By Autumn Shelton, WV Press Association
CHARLESTON, W.Va. – As newspaper companies move toward website creation to supplement their traditional print publications, many are also focusing on digital advertisement to increase revenue. However, this can be a cumbersome process as the industry changes and for those just starting out.
To help make this move easier, or to just get people thinking about making the transition, experts from the digital advertising world led an educational session for media personnel during the West Virginia Press Convention held Aug. 4-6.
Pat Strader, founder of Digital Relativity, and Asher Agency’s Steve Morrison, vice president and general manager, and David Goode, digital director, shared their insights and best practices on digital advertising.
Goode began the session by discussing the need to focus on the client and how to target their audience, instead of selling bulk ads.
“I think you start with not so much an insert in trying to sell a package and not even so much necessarily what the client wants because they don’t always necessarily know what they need,” Goode said. “I think you need to start with the solution, and that often starts with the audience.”
“It’s important to sit down with a client and figure out what they want to accomplish,” Goode noted.
Through this informational meeting, a media plan can be developed. Once a media plan is in place, then ads can be created to target the correct audience for the client.

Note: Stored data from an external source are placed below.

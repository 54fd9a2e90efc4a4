//! # Schoolbase Auth
//!
//! Role model, scoped access rules and JWT utilities for the Schoolbase API.
//!
//! - [`roles`]: the closed [`Role`] enumeration, [`RoleSet`], [`authorize`] and
//!   the role groups guarding each area
//! - [`scope`]: the gender overlay for boarding supervisors and student
//!   self-scoping
//! - [`claims`] / [`jwt`]: access token claims, creation and verification
//!
//! # Example
//!
//! ```ignore
//! use schoolbase_auth::{authorize, guards, verify_token};
//!
//! let claims = verify_token(&token, &jwt_config)?;
//! authorize(&claims.role_set(), guards::ACCOUNTING).map_err(|e| e.into_app_error())?;
//! ```

pub mod claims;
pub mod error;
pub mod jwt;
pub mod roles;
pub mod scope;

pub use claims::Claims;
pub use error::AuthzError;
pub use jwt::{create_access_token, verify_token};
pub use roles::{Role, RoleSet, authorize, guards};
pub use scope::{Gender, check_gender_scope, has_gender_scope, resolve_self_student};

One basic example cited: If the owners of a coffee shop want to advertise, then digital ads should be targeted to readers who drink coffee. Once that audience has been targeted, then a broader targeting strategy could be used – like advertising to those in the 18-49 age range.
“Sometimes you see better results with broader targeting,” Goode stated.
In order to be able to target the correct audience, though, Goode said the digital platform used should be able to break down website traffic data.
Some digital platforms, like Facebook and Google, will have restrictions in financial categories to avoid instances of possible discrimination.
“You have to know those platforms inside and out to be able to say, ‘Okay, this is a great way to reach people,’ but you have to navigate those restrictions,” Goode continued. “It’s really about the best way you can get in front of the right people, with the right frequency and then track that return on investment.”
Next, Strader spoke about the importance of having a data management plan to be able to provide clients with targeted ads.
Even the smallest newspaper outlets will have first-party data to begin creating a plan, Strader said. This first-party data will often just be a subscriber list or a customer email list.
Once companies have a basic list in place, they can then brainstorm ways to build out that data set.
“Think about how you leverage that data, put it into a data management platform that makes it accessible to me as a marketer and advertiser,” Strader said, adding that Google Analytics may be one of the best ways for a company to begin using a data management system. However, any measurable information that can be gathered about subscribers is beneficial, especially if a company decides to use an agency.
“On your websites, there is low hanging fruit there. There’s lots of different ways you could implement strategies to help capture information,” Strader said.
He concluded that once a data set has been created, companies should be “good stewards” of all collected subscriber data.
In response to questions from the audience about creating data sets, especially if newspaper purchases are made at the stand instead of through subscriptions, Don Smith, executive director of the West Virginia Press Association, reinforced the idea that many publications already have data sets that could be used to assist their clients with online ad targeting.
He recalled a story of a client during a political campaign who discussed targeted advertising in print media by stating, ‘You know the name of 80,000 of them (subscribers). You know where they live. You know their address, but at that point you have never given me a way to reach them. You make me buy in bulk. You don’t give me any data.’
“We can’t make the same mistake online,” Smith said, noting that the Press Association is assisting newspapers with website creation.
“We get stuck on the dollar. We need to think about what the information is worth,” he continued.
If 80% of a newspaper’s readership is in print, with the remaining 20% being online readership, then it may be beneficial to, for example, give customers a free limited time online subscription, Smith explained. This would allow newspapers to capture subscriber data thereby starting the transition to online targeted advertising.
“We are going to have to go online to keep our audience,” Smith said. “We know we have to move that way and we have to figure out how to capture that data. It has to be more of a priority for us.”